== Data provided

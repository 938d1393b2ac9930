//! Scripted creature encounter: hidden → flying in → animating → stopped.
//! The chain only moves forward; a scene restart rebuilds it from scratch.

use crate::config::{EncounterConfig, WorldConfig};
use crate::effects::{Effects, Sfx};
use crate::timing::{FrameTime, advance_progress};

#[derive(Clone, Copy, Debug, PartialEq, Eq)]
#[cfg_attr(feature = "serde", derive(serde::Serialize, serde::Deserialize))]
pub enum EncounterPhase {
    Hidden,
    FlyingIn,
    Animating,
    Stopped,
}

/// Tracks the cry that separates the landing from the dialog.
#[derive(Clone, Copy, Debug, PartialEq)]
#[cfg_attr(feature = "serde", derive(serde::Serialize, serde::Deserialize))]
pub enum CryState {
    Silent,
    /// Playback started; waiting for the "ended" notification.
    Playing,
    /// Playback could not start; waiting out the fallback delay instead.
    Fallback { waited_ms: f64 },
    Finished,
}

/// "!" shown above the player when the encounter triggers.
#[derive(Clone, Copy, Debug, PartialEq)]
#[cfg_attr(feature = "serde", derive(serde::Serialize, serde::Deserialize))]
pub struct AlertIndicator {
    pub elapsed_ms: f64,
    pub duration_ms: f64,
    pub bounce: f64,
}

impl AlertIndicator {
    pub fn visible(&self) -> bool {
        self.elapsed_ms < self.duration_ms
    }

    /// Vertical offset in px (negative is up): a single half-sine arc.
    pub fn offset_y(&self) -> f64 {
        let t = (self.elapsed_ms / self.duration_ms).clamp(0.0, 1.0);
        -self.bounce * (std::f64::consts::PI * t).sin()
    }
}

#[derive(Clone, Debug, PartialEq)]
#[cfg_attr(feature = "serde", derive(serde::Serialize, serde::Deserialize))]
pub struct Encounter {
    pub phase: EncounterPhase,
    pub x: f64,
    pub y: f64,
    pub frame: u32,
    progress: f64,
    pub animation_complete: bool,
    pub cry: CryState,
    pub alert: Option<AlertIndicator>,
}

impl Encounter {
    pub fn new(cfg: &EncounterConfig) -> Self {
        Self {
            phase: EncounterPhase::Hidden,
            x: cfg.target_x,
            y: cfg.start_y,
            frame: 0,
            progress: 0.0,
            animation_complete: false,
            cry: CryState::Silent,
            alert: None,
        }
    }

    /// Triggered. The player stays frozen from here on, through the cry and
    /// its fallback wait, until the dialog takes over the gate.
    pub fn is_active(&self) -> bool {
        self.phase != EncounterPhase::Hidden
    }

    pub fn cry_finished(&self) -> bool {
        self.cry == CryState::Finished
    }

    /// Cell columns under the creature and the row just below it.
    pub fn trigger_cells(cfg: &EncounterConfig, world: &WorldConfig) -> (i32, i32, i32) {
        let cell = world.cell_size;
        let left = (cfg.target_x / cell).floor() as i32;
        let right = ((cfg.target_x + cfg.frame_w) / cell).floor() as i32;
        let row = ((cfg.target_y + cfg.frame_h) / cell).floor() as i32;
        (left, right, row)
    }

    pub fn update(
        &mut self,
        player_cell: (i32, i32),
        cfg: &EncounterConfig,
        world: &WorldConfig,
        time: FrameTime,
    ) -> Effects {
        let mut fx = Effects::new();

        if let Some(alert) = self.alert.as_mut() {
            alert.elapsed_ms += time.elapsed_ms;
            if !alert.visible() {
                self.alert = None;
            }
        }

        match self.phase {
            EncounterPhase::Hidden => {
                let (left, right, row) = Self::trigger_cells(cfg, world);
                let (cx, cy) = player_cell;
                if (left..=right).contains(&cx) && cy == row {
                    log::info!("encounter triggered at cell ({cx}, {cy})");
                    self.phase = EncounterPhase::FlyingIn;
                    self.alert = Some(AlertIndicator {
                        elapsed_ms: 0.0,
                        duration_ms: cfg.alert_ms,
                        bounce: cfg.alert_bounce,
                    });
                    fx.sound(Sfx::Confirm);
                }
            }
            EncounterPhase::FlyingIn => {
                self.y += cfg.fly_speed * time.ticks;
                if self.y >= cfg.target_y {
                    self.y = cfg.target_y;
                    self.phase = EncounterPhase::Animating;
                    self.frame = 0;
                    self.progress = 0.0;
                    log::debug!("creature landed, animating");
                }
            }
            EncounterPhase::Animating => {
                let frames = cfg.frames.max(1);
                let held = frames >= 2 && self.frame == frames - 2;
                let rate = if held { cfg.anim_speed * cfg.hold_factor } else { cfg.anim_speed };
                if advance_progress(&mut self.progress, rate * time.ticks) {
                    self.frame += 1;
                    if self.frame >= frames {
                        self.frame = frames - 1;
                        self.phase = EncounterPhase::Stopped;
                        self.animation_complete = true;
                        self.cry = CryState::Playing;
                        fx.sound(Sfx::WildCry);
                        log::debug!("creature animation complete, cry started");
                    }
                }
            }
            EncounterPhase::Stopped => {
                if let CryState::Fallback { waited_ms } = self.cry {
                    let waited_ms = waited_ms + time.elapsed_ms;
                    self.cry = if waited_ms >= cfg.cry_fallback_ms {
                        CryState::Finished
                    } else {
                        CryState::Fallback { waited_ms }
                    };
                }
            }
        }

        fx
    }

    pub fn on_cry_ended(&mut self) {
        if self.cry == CryState::Playing {
            self.cry = CryState::Finished;
        }
    }

    pub fn on_cry_failed(&mut self) {
        if self.cry == CryState::Playing {
            log::warn!("creature cry did not play, waiting out the fallback delay");
            self.cry = CryState::Fallback { waited_ms: 0.0 };
        }
    }
}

====

Required action =>
How many lines in the records above contain the word "dialog"? State that number and nothing more.

Result for this exercise =>
2